DOL Announces New Independent Contractor Rule

On January 9, 2024, the United States Department of Labor (“DOL”) announced a new rule, effective March 11, 2024, that could impact countless businesses that use independent contractors. The new rule establishes a six-factor analysis to determine whether independent contractors are deemed to be “employees” of those businesses, and thus imposes obligations on those businesses relating to those workers including:  maintaining detailed records of their compensation and hours worked; paying them regular and overtime wages; and addressing payroll withholdings and payments, such as those mandated by the Federal Insurance Contributions Act (“FICA” for Social Security and Medicare), the Federal Unemployment Tax Act (“FUTA”), and federal income tax laws. Further, workers claiming employee status under this rule may claim entitlement to coverage under the businesses’ group health insurance, 401(k), and other benefits programs.

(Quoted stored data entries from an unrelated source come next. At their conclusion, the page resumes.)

//! Friendship status between an ordered pair of users.

use serde::{Deserialize, Serialize};
use std::fmt;

/// The complete set of states a (viewer, target) pair can be in.
///
/// There is no "blocked" or "rejected" state: a rejected request returns the
/// pair to `None`.
#[derive(Debug, Clone, Copy, PartialEq, Eq, Hash, Serialize, Deserialize)]
#[serde(rename_all = "SCREAMING_SNAKE_CASE")]
pub enum FriendshipStatus {
    /// A confirmed friendship exists (in either direction).
    Friends,
    /// A request is pending and not yet accepted.
    RequestSent,
    /// No relation.
    None,
}

impl FriendshipStatus {
    /// Numeric code consumed by the profile page's action button
    /// (1 = remove friend, 2 = request sent, 3 = send request).
    pub fn code(&self) -> u8 {
        match self {
            FriendshipStatus::Friends => 1,
            FriendshipStatus::RequestSent => 2,
            FriendshipStatus::None => 3,
        }
    }

    pub fn is_friends(&self) -> bool {
        matches!(self, FriendshipStatus::Friends)
    }
}

impl fmt::Display for FriendshipStatus {
    fn fmt(&self, f: &mut fmt::Formatter<'_>) -> fmt::Result {
        let s = match self {
            FriendshipStatus::Friends => "FRIENDS",
            FriendshipStatus::RequestSent => "REQUEST_SENT",
            FriendshipStatus::None => "NONE",
        };
        f.write_str(s)
    }
}

#[cfg(test)]
mod tests {
    use super::*;

    #[test]
    fn test_codes_match_profile_buttons() {
        assert_eq!(FriendshipStatus::Friends.code(), 1);
        assert_eq!(FriendshipStatus::RequestSent.code(), 2);
        assert_eq!(FriendshipStatus::None.code(), 3);
    }

    #[test]
    fn test_serde_names() {
        let json = serde_json::to_string(&FriendshipStatus::RequestSent).unwrap();
        assert_eq!(json, "\"REQUEST_SENT\"");
        assert_eq!(FriendshipStatus::RequestSent.to_string(), "REQUEST_SENT");
    }
}
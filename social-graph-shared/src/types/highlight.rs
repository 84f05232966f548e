use chrono::{DateTime, Utc};
use serde::{Deserialize, Serialize};

use crate::types::HighlightId;

/// A named collection of stories pinned to a user's profile.
///
/// Ownership is expressed by the `HAS_HIGHLIGHT` edge, not stored on the node.
#[derive(Debug, Clone, Serialize, Deserialize, PartialEq, Eq)]
pub struct Highlight {
    pub id: HighlightId,
    pub name: String,
    pub created_at: DateTime<Utc>,
}

impl Highlight {
    pub fn new(id: HighlightId, name: impl Into<String>) -> Self {
        Self {
            id,
            name: name.into(),
            created_at: Utc::now(),
        }
    }
}
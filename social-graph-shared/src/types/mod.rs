//! This module defines the core data structures used across the social graph engine.
//! It re-exports the entity, identifier, and event types.

pub mod event;
pub mod friendship;
pub mod highlight;
pub mod ids;
pub mod story;
pub mod user;

pub use event::{DomainEvent, EventKind};
pub use friendship::FriendshipStatus;
pub use highlight::Highlight;
pub use ids::{HighlightId, StoryId, UserId};
pub use story::Story;
pub use user::User;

The DOL’s new rule applies to the federal Fair Labor Standards Act (“FLSA”) which sets forth federally established standards for the protection of workers with respect to minimum wage, overtime pay, recordkeeping, and child labor. In its prefatory statement that accompanied the new rule’s publication in the Federal Register, the DOL noted that because the FLSA applies only to “employees” and not to “independent contractors,” employees misclassified as independent contractors are denied the FLSA’s “basic protections.”

Accordingly, when the new rule goes into effect on March 11, 2024, the DOL will use its new, multi-factor test to determine whether, as a matter of “economic reality,” a worker is truly in business for themself (and is, therefore, an independent contractor), or whether the worker is economically dependent on the employer for work (and is, therefore, an employee).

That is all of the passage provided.